KOMPAS.com - Setiap tanggal 20 Mei, bangsa Indonesia memperingati Hari Kebangkitan Nasional (Harkitnas).
Tahun 2025 ini menandai peringatan ke-117 Hari Kebangkitan Nasional, yang menjadi momen reflektif sekaligus pengingat perjuangan kolektif rakyat Indonesia dalam membangun kesadaran berbangsa dan bernegara.
Namun, tahukah Anda mengapa 20 Mei dipilih sebagai tanggal peringatan Hari Kebangkitan Nasional?
Jawabannya berkaitan erat dengan berdirinya Budi Utomo, organisasi pergerakan nasional yang lahir pada 20 Mei 1908.

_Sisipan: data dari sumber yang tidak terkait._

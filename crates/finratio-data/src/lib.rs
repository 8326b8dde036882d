#![doc = include_str!("../README.md")]
#![doc(issue_tracker_base_url = "https://github.com/factordynamics/finratio/issues/")]
#![cfg_attr(docsrs, feature(doc_cfg, doc_auto_cfg))]
#![warn(missing_docs)]
#![forbid(unsafe_code)]

pub mod error;
pub mod provider;
pub mod snapshot;
pub mod statement;
pub mod yahoo;

pub use error::{DataError, Result};
pub use provider::{FinancialsProvider, InMemoryProvider};
pub use snapshot::MarketSnapshot;
pub use statement::{LineItem, LineItemTable, Period, Statement, common_periods};

/// Version information.
pub const VERSION: &str = env!("CARGO_PKG_VERSION");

Meskipun Budi Utomo bukan organisasi pergerakan nasional pertama di Indonesia, tanggal kelahirannya dipilih karena dianggap sebagai simbol awal kesadaran nasional rakyat Indonesia.
Baca juga: Apa Latar Belakang Terjadinya Kebangkitan Nasional?
Organisasi Budi Utomo lahir dari semangat pendidikan yang disuarakan oleh dr. Wahidin Soedirohoesodo, seorang tokoh yang melakukan kampanye keliling Pulau Jawa untuk memperjuangkan Studie Fonds atau dana beasiswa bagi kaum bumiputera.
Ketika tiba di Batavia, dr. Wahidin berbicara di depan mahasiswa STOVIA (School tot Opleiding van Indische Artsen).
Ia menekankan pentingnya pemerataan pendidikan bagi rakyat pribumi agar mampu mengangkat derajat mereka. Gagasan ini menginspirasi para mahasiswa STOVIA, termasuk Soetomo, untuk mendirikan sebuah organisasi yang kemudian dikenal sebagai Budi Utomo.
Kala itu, pemerintah kolonial Hindia Belanda bahkan menyebut Budi Utomo sebagai Het Schone Streven, yang berarti "bunga yang berkembang di tengah masyarakat terbelakang".
Baca juga: Tokoh Pahlawan di Balik Hari Kebangkitan Nasional, dari Dr. Wahidin hingga HOS Tjokroaminoto
Julukan ini menunjukkan bahwa kehadiran Budi Utomo dianggap membawa harapan di tengah keterjajahan.
Organisasi ini kemudian berkembang dengan membentuk redaksi surat kabar Darmo Kondo, yang menjadi media penyebar ide dan program-program organisasi.
Namun, karena masih bergantung pada dana dari kalangan priyayi Jawa, arah perjuangan Budi Utomo cenderung berfokus pada budaya Jawa dan pendidikan elite.
Dalam perkembangannya, Budi Utomo mengalami perpecahan menjadi dua arus besar.
Pertama, golongan konservatif yang ingin organisasi tetap eksklusif bagi priyayi Jawa dan Madura serta memusatkan perhatian pada pendidikan dan kebudayaan.
Kedua, golongan moderat yang ingin Budi Utomo menjadi organisasi terbuka dan merangkul semua golongan.